Activity:
For each line of the listing that includes the word "common", show the whole line.

Input data:
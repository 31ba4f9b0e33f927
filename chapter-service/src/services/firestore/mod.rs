//! Firestore document store over the REST API.

pub mod auth;
pub mod value;

use crate::config::FirestoreConfig;
use crate::services::store::{DocumentStore, Record, StoreError};
use async_trait::async_trait;
use auth::{CredentialsFile, TokenProvider, TokenSource};
use reqwest::{Client, StatusCode};
use serde::Deserialize;
use serde_json::{Map, Value};
use std::path::Path;
use std::time::Duration;

/// Firestore REST API base URL.
pub const FIRESTORE_API_BASE: &str = "https://firestore.googleapis.com/v1";

/// Project id used against the emulator when none is configured.
const EMULATOR_PROJECT: &str = "demo-project";

const REQUEST_TIMEOUT_SECS: u64 = 30;

#[derive(Debug, Deserialize)]
struct FirestoreDocument {
    #[serde(default)]
    fields: Map<String, Value>,
}

#[derive(Debug, Default, Deserialize)]
struct ErrorEnvelope {
    #[serde(default)]
    error: ErrorBody,
}

#[derive(Debug, Default, Deserialize)]
struct ErrorBody {
    #[serde(default)]
    message: String,
}

pub struct FirestoreStore {
    client: Client,
    base_url: String,
    project_id: String,
    database: String,
    tokens: TokenProvider,
}

impl FirestoreStore {
    /// Resolves credentials and builds the client. Nothing is read from the
    /// database here; a bad key or unreachable metadata server fails early,
    /// while network trouble on Firestore itself only shows up on the first read.
    pub async fn connect(config: &FirestoreConfig) -> Result<Self, StoreError> {
        let client = Client::builder()
            .timeout(Duration::from_secs(REQUEST_TIMEOUT_SECS))
            .build()
            .map_err(|e| StoreError::Network(format!("failed to create HTTP client: {}", e)))?;

        if let Some(host) = &config.emulator_host {
            tracing::info!(emulator_host = %host, "Using Firestore emulator");
            let base_url = config
                .base_url
                .clone()
                .unwrap_or_else(|| format!("http://{}/v1", host));
            let project_id = config
                .project_id
                .clone()
                .unwrap_or_else(|| EMULATOR_PROJECT.to_string());
            return Ok(Self::new(
                client,
                base_url,
                project_id,
                config.database.clone(),
                TokenSource::Emulator,
            ));
        }

        let credentials_file = config.credentials_file();
        tracing::info!(path = %credentials_file.display(), "Looking for Firebase credentials");

        let (source, project_id) = if credentials_file.exists() {
            tracing::info!("Found credentials file");
            from_credentials_file(&credentials_file, config).await?
        } else {
            tracing::warn!(
                path = %credentials_file.display(),
                "Credentials file not found, falling back to default credentials"
            );
            match config.well_known_credentials_file().filter(|path| path.exists()) {
                Some(path) => {
                    tracing::info!(path = %path.display(), "Using gcloud application default credentials");
                    from_credentials_file(&path, config).await?
                }
                None => {
                    let project_id = match &config.project_id {
                        Some(project_id) => project_id.clone(),
                        None => auth::metadata_project_id(&client).await?,
                    };
                    (TokenSource::Metadata, project_id)
                }
            }
        };

        let base_url = config
            .base_url
            .clone()
            .unwrap_or_else(|| FIRESTORE_API_BASE.to_string());

        Ok(Self::new(
            client,
            base_url,
            project_id,
            config.database.clone(),
            source,
        ))
    }

    pub fn new(
        client: Client,
        base_url: impl Into<String>,
        project_id: impl Into<String>,
        database: impl Into<String>,
        source: TokenSource,
    ) -> Self {
        let base_url: String = base_url.into();
        Self {
            tokens: TokenProvider::new(source, client.clone()),
            client,
            base_url: base_url.trim_end_matches('/').to_string(),
            project_id: project_id.into(),
            database: database.into(),
        }
    }

    pub fn project_id(&self) -> &str {
        &self.project_id
    }

    pub fn credential_source(&self) -> &'static str {
        self.tokens.source().name()
    }

    /// Resource name of a document, as Firestore reports it in responses.
    pub fn document_name(&self, collection: &str, document_id: &str) -> String {
        format!(
            "projects/{}/databases/{}/documents/{}/{}",
            self.project_id, self.database, collection, document_id
        )
    }

    pub fn document_url(&self, collection: &str, document_id: &str) -> String {
        format!("{}/{}", self.base_url, self.document_name(collection, document_id))
    }
}

/// Loads a credentials file and settles the project id: config first, then the file.
async fn from_credentials_file(
    path: &Path,
    config: &FirestoreConfig,
) -> Result<(TokenSource, String), StoreError> {
    let credentials = CredentialsFile::from_file(path).await?;
    let project_id = config
        .project_id
        .clone()
        .or_else(|| credentials.project_id().map(str::to_string))
        .ok_or_else(|| {
            StoreError::Credentials(format!(
                "{} has no project id and GOOGLE_CLOUD_PROJECT is not set",
                path.display()
            ))
        })?;
    Ok((credentials.into_source()?, project_id))
}

#[async_trait]
impl DocumentStore for FirestoreStore {
    async fn get_document(
        &self,
        collection: &str,
        document_id: &str,
    ) -> Result<Option<Record>, StoreError> {
        let token = self.tokens.token().await?;
        let url = self.document_url(collection, document_id);

        tracing::debug!(collection, document_id, "Fetching Firestore document");

        let response = self
            .client
            .get(&url)
            .bearer_auth(token)
            .send()
            .await
            .map_err(|e| StoreError::Network(e.to_string()))?;

        match response.status() {
            StatusCode::NOT_FOUND => {
                // A missing database or project is also a 404; only a miss
                // on this exact document means "absent".
                let message = response.text().await.unwrap_or_default();
                let envelope: ErrorEnvelope = serde_json::from_str(&message).unwrap_or_default();
                if envelope
                    .error
                    .message
                    .contains(&self.document_name(collection, document_id))
                {
                    return Ok(None);
                }
                return Err(StoreError::Api {
                    status: StatusCode::NOT_FOUND.as_u16(),
                    message,
                });
            }
            status if !status.is_success() => {
                let message = response.text().await.unwrap_or_default();
                return Err(StoreError::Api {
                    status: status.as_u16(),
                    message,
                });
            }
            _ => {}
        }

        let document: FirestoreDocument = response
            .json()
            .await
            .map_err(|e| StoreError::Decode(e.to_string()))?;

        value::decode_fields(&document.fields).map(Some)
    }
}
use crate::config::{ChapterConfig, FirestoreConfig};
use crate::handlers;
use crate::services::{ChapterService, DocumentStore, FirestoreStore};
use axum::{http::HeaderValue, middleware::from_fn, routing::get, Router};
use service_core::error::AppError;
use service_core::middleware::{
    make_request_span, metrics_middleware, request_id_middleware, security_headers_middleware,
};
use std::future::{Future, IntoFuture};
use std::pin::Pin;
use std::sync::Arc;
use tokio::net::TcpListener;
use tokio::signal;
use tower_http::cors::{AllowHeaders, AllowMethods, Any, CorsLayer};
use tower_http::trace::TraceLayer;

#[derive(Clone)]
pub struct AppState {
    pub chapters: ChapterService,
}

type ServerFuture = Pin<Box<dyn Future<Output = std::io::Result<()>> + Send>>;

pub struct Application {
    port: u16,
    server: ServerFuture,
    state: AppState,
}

impl Application {
    /// Connects to Firestore and binds the listener. A store that fails to
    /// initialise leaves the service running in degraded mode.
    pub async fn build(config: ChapterConfig) -> Result<Self, AppError> {
        let store = connect_store(&config.firestore).await;
        Self::build_with_store(config, store).await
    }

    pub async fn build_with_store(
        config: ChapterConfig,
        store: Option<Arc<dyn DocumentStore>>,
    ) -> Result<Self, AppError> {
        let state = AppState {
            chapters: ChapterService::new(store, config.firestore.collection.clone()),
        };

        let app = build_router(state.clone(), &config.common.allowed_origins);

        let addr = config.common.bind_address();
        let listener = TcpListener::bind(&addr).await.map_err(|e| {
            tracing::error!("Failed to bind TCP listener to {}: {}", addr, e);
            AppError::from(e)
        })?;
        let port = listener.local_addr()?.port();

        tracing::info!("Listening on {}", port);

        let server = axum::serve(listener, app).with_graceful_shutdown(shutdown_signal());

        Ok(Self {
            port,
            server: Box::pin(server.into_future()),
            state,
        })
    }

    pub fn port(&self) -> u16 {
        self.port
    }

    pub fn is_store_connected(&self) -> bool {
        self.state.chapters.is_connected()
    }

    pub async fn run_until_stopped(self) -> std::io::Result<()> {
        self.server.await
    }
}

/// Builds the Firestore store, or logs why it could not and returns `None`.
pub async fn connect_store(config: &FirestoreConfig) -> Option<Arc<dyn DocumentStore>> {
    match FirestoreStore::connect(config).await {
        Ok(store) => {
            tracing::info!(
                project_id = store.project_id(),
                credentials = store.credential_source(),
                "Firebase initialized successfully"
            );
            Some(Arc::new(store))
        }
        Err(e) => {
            tracing::error!(error = %e, "Firebase initialization failed, chapter lookups will return 503");
            None
        }
    }
}

pub fn build_router(state: AppState, allowed_origins: &[String]) -> Router {
    Router::new()
        .route("/", get(handlers::root))
        .route("/health", get(handlers::health_check))
        .route("/chapter", get(handlers::get_chapter))
        .route("/metrics", get(handlers::metrics_endpoint))
        .layer(from_fn(metrics_middleware))
        .layer(from_fn(security_headers_middleware))
        .layer(cors_layer(allowed_origins))
        .layer(TraceLayer::new_for_http().make_span_with(make_request_span))
        .layer(from_fn(request_id_middleware))
        .with_state(state)
}

/// `*` allows any origin without credentials; an explicit list allows
/// credentials for exactly those origins.
pub fn cors_layer(allowed_origins: &[String]) -> CorsLayer {
    if allowed_origins.iter().any(|origin| origin.trim() == "*") {
        return CorsLayer::new()
            .allow_origin(Any)
            .allow_methods(Any)
            .allow_headers(Any);
    }

    let origins: Vec<HeaderValue> = allowed_origins
        .iter()
        .filter_map(|origin| match HeaderValue::from_str(origin.trim()) {
            Ok(value) => Some(value),
            Err(_) => {
                tracing::warn!(%origin, "Ignoring invalid CORS origin");
                None
            }
        })
        .collect();

    CorsLayer::new()
        .allow_origin(origins)
        .allow_methods(AllowMethods::mirror_request())
        .allow_headers(AllowHeaders::mirror_request())
        .allow_credentials(true)
}

async fn shutdown_signal() {
    let ctrl_c = async {
        if let Err(e) = signal::ctrl_c().await {
            tracing::error!("Failed to install Ctrl+C handler: {}", e);
            std::future::pending::<()>().await;
        }
    };

    #[cfg(unix)]
    let terminate = async {
        match signal::unix::signal(signal::unix::SignalKind::terminate()) {
            Ok(mut sigterm) => {
                sigterm.recv().await;
            }
            Err(e) => {
                tracing::error!("Failed to install SIGTERM handler: {}", e);
                std::future::pending::<()>().await;
            }
        }
    };

    #[cfg(not(unix))]
    let terminate = std::future::pending::<()>();

    tokio::select! {
        _ = ctrl_c => {},
        _ = terminate => {},
    }

    tracing::info!("Shutdown signal received");
}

Result:
        let app = build_router(state.clone(), &config.common.allowed_origins);
        let addr = config.common.bind_address();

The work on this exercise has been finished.